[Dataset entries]
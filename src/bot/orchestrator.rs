// src/bot/orchestrator.rs - Event pipeline: censor, invite check, abuse detection, pings

use chrono::Utc;
use futures_util::future::join_all;
use log::{debug, error, info, warn};
use std::collections::BTreeMap;
use std::sync::Arc;
use std::time::Duration;
use tokio::sync::Mutex;

use crate::bot::moderation::AbuseDetector;
use crate::bot::pattern_matching::PatternSet;
use crate::bot::pings::{compose_alert, PingContext};
use crate::bot::reversal::ReversalHandlers;
use crate::bot::scheduler::{ActionScheduler, PassReport};
use crate::config::ModerationConfig;
use crate::platforms::{bounded, Actuator, ExemptionPolicy, OperatorNotifier};
use crate::storage::Store;
use crate::types::{
    ActionKind, AuditRecord, ChannelId, Event, ModerationResult, PatternEntry, Reason,
    SanctionDecision, ScheduledAction, UserId, Verdict,
};

/// What happened to one event
#[derive(Debug, Clone, PartialEq)]
pub enum EventOutcome {
    /// Exempt author or nothing to evaluate
    Ignored,
    Censored {
        matched: Vec<PatternEntry>,
        redacted: String,
    },
    InviteRemoved,
    Warned {
        reason: Reason,
        pings_sent: usize,
    },
    Sanctioned {
        decision: SanctionDecision,
        unmute: ScheduledAction,
    },
    Clean {
        pings_sent: usize,
    },
}

#[derive(Debug, Default)]
pub struct StartupReport {
    pub patterns_loaded: usize,
    pub recovery: PassReport,
}

/// State touched by every event; one event holds it at a time
struct HotPath {
    detector: AbuseDetector,
    context: PingContext,
}

pub struct ModerationOrchestrator {
    config: ModerationConfig,
    patterns: Arc<PatternSet>,
    scheduler: Arc<ActionScheduler>,
    actuator: Arc<dyn Actuator>,
    notifier: Arc<dyn OperatorNotifier>,
    exemptions: Arc<dyn ExemptionPolicy>,
    hot_path: Mutex<HotPath>,
}

impl ModerationOrchestrator {
    pub fn new(
        config: ModerationConfig,
        store: Arc<dyn Store>,
        actuator: Arc<dyn Actuator>,
        notifier: Arc<dyn OperatorNotifier>,
        exemptions: Arc<dyn ExemptionPolicy>,
    ) -> Self {
        let patterns = Arc::new(PatternSet::new(&config.invites).with_store(store.clone()));
        let handlers = Arc::new(ReversalHandlers::new(
            actuator.clone(),
            config.sanctions.actuator_timeout(),
        ));
        let scheduler = Arc::new(ActionScheduler::new(
            &config.scheduler,
            store,
            handlers,
            notifier.clone(),
        ));
        let hot_path = HotPath {
            detector: AbuseDetector::new(config.detection.clone(), exemptions.clone()),
            context: PingContext::new(config.pings.context_messages, config.pings.context_max_age()),
        };

        Self {
            config,
            patterns,
            scheduler,
            actuator,
            notifier,
            exemptions,
            hot_path: Mutex::new(hot_path),
        }
    }

    pub fn patterns(&self) -> &Arc<PatternSet> {
        &self.patterns
    }

    pub fn scheduler(&self) -> &Arc<ActionScheduler> {
        &self.scheduler
    }

    pub fn config(&self) -> &ModerationConfig {
        &self.config
    }

    /// Load patterns from the store, run the scheduler's recovery pass and start its loop
    pub async fn on_startup(&self) -> ModerationResult<StartupReport> {
        let patterns_loaded = self.patterns.load().await?;
        let recovery = self.scheduler.start().await?;
        info!(
            "Moderation core started: {} patterns, {} overdue action(s) completed",
            patterns_loaded,
            recovery.completed.len()
        );
        Ok(StartupReport {
            patterns_loaded,
            recovery,
        })
    }

    pub async fn shutdown(&self) {
        self.scheduler.shutdown().await;
    }

    fn call_timeout(&self) -> Duration {
        self.config.sanctions.actuator_timeout()
    }

    fn is_moderated(&self, channel: ChannelId) -> bool {
        !self.config.unmoderated_channel_ids.contains(&channel)
    }

    /// Process one inbound message. Calls are serialised so the activity
    /// window sees messages in arrival order.
    pub async fn on_event(&self, event: &Event) -> ModerationResult<EventOutcome> {
        let mut hot = self.hot_path.lock().await;

        if self.exemptions.is_exempt(event.author_id) || event.content.trim().is_empty() {
            return Ok(EventOutcome::Ignored);
        }
        debug!("Evaluating message {} from user {}: {}", event.event_ref(), event.author_id, event.content);

        let mut warned = None;
        if self.is_moderated(event.channel_id) {
            let matched = self.patterns.match_censor(&event.content).await;
            if !matched.is_empty() {
                return self.censor(event, matched).await;
            }

            if self.patterns.is_invite_link(&event.content) {
                return self.remove_invite(event).await;
            }

            let decision = hot.detector.evaluate(event);
            match decision.verdict {
                Verdict::Sanction => {
                    let threshold = hot.detector.threshold_for(&decision);
                    return self.sanction(event, decision, threshold).await;
                }
                Verdict::Warn => {
                    self.warn(event, decision.reason).await;
                    warned = Some(decision.reason);
                }
                Verdict::Clean => {}
            }
        }

        let pings_sent = self.forward_pings(&mut hot.context, event).await;
        Ok(match warned {
            Some(reason) => EventOutcome::Warned { reason, pings_sent },
            None => EventOutcome::Clean { pings_sent },
        })
    }

    /// Re-check an edited message. Edits only go through the censor and
    /// invite checks; the author is told privately why the message vanished.
    pub async fn on_edit(&self, event: &Event) -> ModerationResult<EventOutcome> {
        let _hot = self.hot_path.lock().await;

        if self.exemptions.is_exempt(event.author_id)
            || event.content.trim().is_empty()
            || !self.is_moderated(event.channel_id)
        {
            return Ok(EventOutcome::Ignored);
        }

        let matched = self.patterns.match_censor(&event.content).await;
        if !matched.is_empty() {
            bounded(self.call_timeout(), self.actuator.delete_message(&event.event_ref())).await?;
            self.direct(
                event.author_id,
                "You recently edited a message, but it **contained a censored word**! \
                 It has been deleted. Please do not edit inappropriate words into your messages.",
            )
            .await;
            let redacted = self.patterns.redact(&event.content).await;
            return Ok(EventOutcome::Censored { matched, redacted });
        }

        if self.patterns.is_invite_link(&event.content) {
            bounded(self.call_timeout(), self.actuator.delete_message(&event.event_ref())).await?;
            self.direct(
                event.author_id,
                "You recently edited a message, but it **contained a link to another Discord server**! \
                 It has been deleted. Please do not edit invite links into your messages.",
            )
            .await;
            return Ok(EventOutcome::InviteRemoved);
        }

        Ok(EventOutcome::Clean { pings_sent: 0 })
    }

    async fn censor(&self, event: &Event, matched: Vec<PatternEntry>) -> ModerationResult<EventOutcome> {
        let redacted = self.patterns.redact(&event.content).await;
        info!(
            "Censoring message {} from user {} ({} pattern(s) matched)",
            event.event_ref(),
            event.author_id,
            matched.len()
        );

        let event_ref = event.event_ref();
        bounded(self.call_timeout(), self.actuator.delete_message(&event_ref)).await?;
        bounded(self.call_timeout(), self.actuator.redact_message(&event_ref, &redacted)).await?;
        Ok(EventOutcome::Censored { matched, redacted })
    }

    async fn remove_invite(&self, event: &Event) -> ModerationResult<EventOutcome> {
        info!("Removing invite link posted by user {} in {}", event.author_id, event.event_ref());
        bounded(self.call_timeout(), self.actuator.delete_message(&event.event_ref())).await?;
        self.notice(
            event.channel_id,
            "*Links to external Discord servers can not be sent here. \
             If you have questions, please ask the staff.*",
        )
        .await;
        Ok(EventOutcome::InviteRemoved)
    }

    async fn sanction(
        &self,
        event: &Event,
        decision: SanctionDecision,
        threshold: usize,
    ) -> ModerationResult<EventOutcome> {
        let subject = event.author_id;
        let mute_duration = self.config.sanctions.mute_duration();
        let mut audit = AuditRecord {
            subject_id: subject,
            channel_id: event.channel_id,
            reason: decision.reason,
            score: decision.score,
            threshold,
            expires_at: None,
            applied: false,
            recorded_at: Utc::now(),
        };

        if let Err(e) = bounded(self.call_timeout(), self.actuator.apply_mute(subject)).await {
            error!("Failed to mute user {} for {}: {}", subject, decision.reason, e);
            self.notice(
                event.channel_id,
                &format!(
                    "The automatic mute of <@{}> for {} could not be completed. Staff have been notified.",
                    subject, decision.reason
                ),
            )
            .await;
            self.notifier.report_sanction(&audit).await;
            return Err(e.into());
        }
        audit.applied = true;

        let due_at = Utc::now() + mute_duration;
        let unmute = match self
            .scheduler
            .schedule(ActionKind::Unmute, subject, due_at, &format!("auto-mute:{:?}", decision.reason))
            .await
        {
            Ok(action) => action,
            Err(e) => {
                error!("User {} was muted but the unmute could not be scheduled: {}", subject, e);
                // No reversal on file means the mute would never end
                match bounded(self.call_timeout(), self.actuator.remove_mute(subject)).await {
                    Ok(()) => {
                        info!("Rolled back mute of user {}", subject);
                        audit.applied = false;
                    }
                    Err(undo) => error!("User {} stays muted with no unmute scheduled: {}", subject, undo),
                }
                self.notice(
                    event.channel_id,
                    &format!(
                        "The automatic mute of <@{}> for {} could not be completed. Staff have been notified.",
                        subject, decision.reason
                    ),
                )
                .await;
                self.notifier.report_sanction(&audit).await;
                return Err(e);
            }
        };
        audit.expires_at = Some(unmute.due_at);

        info!(
            "Muted user {} for {} (score {}/{}), unmute due {}",
            subject, decision.reason, decision.score, threshold, unmute.due_at
        );
        self.notice(
            event.channel_id,
            &format!(
                "Successfully muted <@{}> for {} for {}.",
                subject,
                describe_duration(mute_duration),
                decision.reason
            ),
        )
        .await;
        self.notifier.report_sanction(&audit).await;

        Ok(EventOutcome::Sanctioned { decision, unmute })
    }

    async fn warn(&self, event: &Event, reason: Reason) {
        let advice = match reason {
            Reason::Caps => {
                "please avoid using all caps in your messages. Repeatedly doing so will cause your account to be temporarily muted."
            }
            _ => "please avoid spamming. Additional spam will lead to your account being temporarily muted.",
        };
        info!("Warning user {} for {}", event.author_id, reason);

        let direct = format!("Hi, {}", advice);
        if let Err(e) = bounded(self.call_timeout(), self.actuator.send_direct(event.author_id, &direct)).await {
            warn!("Could not DM warning to user {}: {}, falling back to channel", event.author_id, e);
            self.notice(event.channel_id, &format!("<@{}>, {}", event.author_id, advice))
                .await;
        }
    }

    async fn forward_pings(&self, context: &mut PingContext, event: &Event) -> usize {
        if self.config.pings.excluded_channel_ids.contains(&event.channel_id) {
            return 0;
        }
        context.expire(event.timestamp);
        context.record(event);

        let hits = self
            .patterns
            .match_pings(&event.content, event.author_id, &event.mentions)
            .await;
        if hits.is_empty() {
            return 0;
        }

        let mut per_owner: BTreeMap<UserId, usize> = BTreeMap::new();
        for (owner, _) in &hits {
            *per_owner.entry(*owner).or_default() += 1;
        }

        let lines = context.recent(event.channel_id);
        let mut alerts = Vec::with_capacity(per_owner.len());
        for (owner, count) in per_owner {
            let alert = compose_alert(&self.patterns, owner, count, &lines, self.config.pings.preview_length).await;
            alerts.push((owner, alert));
        }

        // Deliveries are independent; one slow inbox must not hold up the rest
        let deliveries = alerts.iter().map(|(owner, alert)| async move {
            let result = bounded(self.call_timeout(), self.actuator.send_direct(*owner, alert)).await;
            if let Err(e) = &result {
                warn!("Could not deliver ping alert to user {}: {}", owner, e);
            }
            result.is_ok()
        });
        let sent = join_all(deliveries).await.into_iter().filter(|ok| *ok).count();
        debug!("Sent {} ping alert(s) for message {}", sent, event.event_ref());
        sent
    }

    async fn notice(&self, channel: ChannelId, text: &str) {
        if let Err(e) = bounded(self.call_timeout(), self.actuator.send_notice(channel, text)).await {
            warn!("Could not send notice to channel {}: {}", channel, e);
        }
    }

    async fn direct(&self, subject: UserId, text: &str) {
        if let Err(e) = bounded(self.call_timeout(), self.actuator.send_direct(subject, text)).await {
            warn!("Could not send direct message to user {}: {}", subject, e);
        }
    }
}

/// "1 hour", "30 minutes", "2 days"
fn describe_duration(duration: chrono::Duration) -> String {
    let seconds = duration.num_seconds();
    let (count, unit) = if seconds > 0 && seconds % 86_400 == 0 {
        (seconds / 86_400, "day")
    } else if seconds > 0 && seconds % 3_600 == 0 {
        (seconds / 3_600, "hour")
    } else if seconds > 0 && seconds % 60 == 0 {
        (seconds / 60, "minute")
    } else {
        (seconds, "second")
    };
    if count == 1 {
        format!("1 {}", unit)
    } else {
        format!("{} {}s", count, unit)
    }
}
// src/bot/censor_import_export.rs - Share censor lists between communities as JSON, YAML or TOML

use anyhow::{Context, Result};
use chrono::{DateTime, Utc};
use log::{info, warn};
use serde::{Deserialize, Serialize};
use std::path::Path;
use tokio::fs;

use crate::bot::pattern_matching::PatternSet;
use crate::types::{ModerationError, PatternEntry, ValidationError};

const EXPORT_VERSION: &str = "1.0";

/// On-disk censor list
#[derive(Debug, Clone, PartialEq, Serialize, Deserialize)]
pub struct CensorExport {
    pub version: String,
    pub exported_at: DateTime<Utc>,
    #[serde(default)]
    pub exported_by: String,
    #[serde(default)]
    pub entries: Vec<PatternEntry>,
}

#[derive(Debug, Clone, Copy, PartialEq)]
pub enum ExportFormat {
    Json,
    Yaml,
    Toml,
}

#[derive(Debug, Clone, Default)]
pub struct ImportOptions {
    /// Validate every entry without changing the censor list
    pub dry_run: bool,
}

#[derive(Debug, Default)]
pub struct ImportResult {
    pub added: Vec<PatternEntry>,
    pub duplicates: Vec<String>,
    pub errors: Vec<String>,
    pub source_version: String,
}

impl ImportResult {
    pub fn added_count(&self) -> usize {
        self.added.len()
    }
}

pub struct CensorImportExport;

impl CensorImportExport {
    /// Write the global censor list to `output_path`
    pub async fn export(
        patterns: &PatternSet,
        format: ExportFormat,
        output_path: &Path,
        exported_by: &str,
    ) -> Result<usize> {
        let export = CensorExport {
            version: EXPORT_VERSION.to_string(),
            exported_at: Utc::now(),
            exported_by: exported_by.to_string(),
            entries: patterns.list(None).await,
        };

        let rendered = match format {
            ExportFormat::Json => serde_json::to_string_pretty(&export).context("Failed to serialize to JSON")?,
            ExportFormat::Yaml => serde_yaml::to_string(&export).context("Failed to serialize to YAML")?,
            ExportFormat::Toml => toml::to_string_pretty(&export).context("Failed to serialize to TOML")?,
        };

        fs::write(output_path, rendered)
            .await
            .with_context(|| format!("Failed to write censor export: {}", output_path.display()))?;
        info!("Exported {} censor entries to {}", export.entries.len(), output_path.display());
        Ok(export.entries.len())
    }

    /// Add every entry from `input_path` to the censor list.
    ///
    /// Duplicates and invalid expressions are counted, not fatal. Store
    /// failures abort the import.
    pub async fn import(
        patterns: &PatternSet,
        input_path: &Path,
        format: Option<ExportFormat>,
        options: ImportOptions,
    ) -> Result<ImportResult> {
        let format = match format {
            Some(format) => format,
            None => Self::detect_format(input_path).await?,
        };

        let content = fs::read_to_string(input_path)
            .await
            .with_context(|| format!("Failed to read censor import: {}", input_path.display()))?;
        let import: CensorExport = match format {
            ExportFormat::Json => serde_json::from_str(&content).context("Failed to parse JSON import file")?,
            ExportFormat::Yaml => serde_yaml::from_str(&content).context("Failed to parse YAML import file")?,
            ExportFormat::Toml => toml::from_str(&content).context("Failed to parse TOML import file")?,
        };

        if import.version != EXPORT_VERSION {
            warn!("Censor import version {} may not be fully compatible", import.version);
        }

        let mut result = ImportResult {
            source_version: import.version.clone(),
            ..ImportResult::default()
        };
        for mut entry in import.entries {
            // Imported lists only ever feed the global censor list
            entry.owner_id = None;

            if options.dry_run {
                if let Err(e) = PatternSet::validate(&entry) {
                    result.errors.push(e.to_string());
                }
                continue;
            }

            match patterns.add(entry.clone()).await {
                Ok(added) => result.added.push(added),
                Err(ModerationError::Validation(ValidationError::AlreadyRegistered { expression })) => {
                    result.duplicates.push(expression)
                }
                Err(ModerationError::Validation(e)) => result.errors.push(e.to_string()),
                Err(e) => {
                    return Err(e).with_context(|| format!("Failed to import censor entry '{}'", entry.expression))
                }
            }
        }

        info!(
            "Imported censor list from {}: {} added, {} duplicates, {} errors",
            input_path.display(),
            result.added.len(),
            result.duplicates.len(),
            result.errors.len()
        );
        Ok(result)
    }

    pub async fn detect_format(input_path: &Path) -> Result<ExportFormat> {
        let extension = input_path.extension().and_then(|ext| ext.to_str()).unwrap_or("");

        match extension {
            "json" => Ok(ExportFormat::Json),
            "yaml" | "yml" => Ok(ExportFormat::Yaml),
            "toml" => Ok(ExportFormat::Toml),
            _ => {
                let content = fs::read_to_string(input_path)
                    .await
                    .with_context(|| format!("Failed to read censor import: {}", input_path.display()))?;
                let trimmed = content.trim_start();
                if trimmed.starts_with('{') {
                    Ok(ExportFormat::Json)
                } else if trimmed.starts_with("version =") || trimmed.contains("[[entries]]") {
                    Ok(ExportFormat::Toml)
                } else if content.contains("version:") || content.contains("entries:") {
                    Ok(ExportFormat::Yaml)
                } else {
                    Err(anyhow::anyhow!("Could not detect censor list format"))
                }
            }
        }
    }
}
// src/bot/mod.rs - Moderation engine: detection, patterns, deferred actions and the event pipeline

pub mod activity;
pub mod censor_import_export;
pub mod moderation;
pub mod orchestrator;
pub mod pattern_matching;
pub mod pings;
pub mod reversal;
pub mod scheduler;

pub use activity::ActivityWindow;
pub use moderation::AbuseDetector;
pub use orchestrator::{EventOutcome, ModerationOrchestrator, StartupReport};
pub use pattern_matching::{PatternSet, REDACTION_PLACEHOLDER};
pub use reversal::ReversalHandlers;
pub use scheduler::{due_actions, ActionExecutor, ActionScheduler, DispatchOutcome, PassReport};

## PROBLEM TO WORK ON
Copy each line above containing the string "extension".

## OUTPUT OF THE TASK
        let extension = input_path.extension().and_then(|ext| ext.to_str()).unwrap_or("");
        match extension {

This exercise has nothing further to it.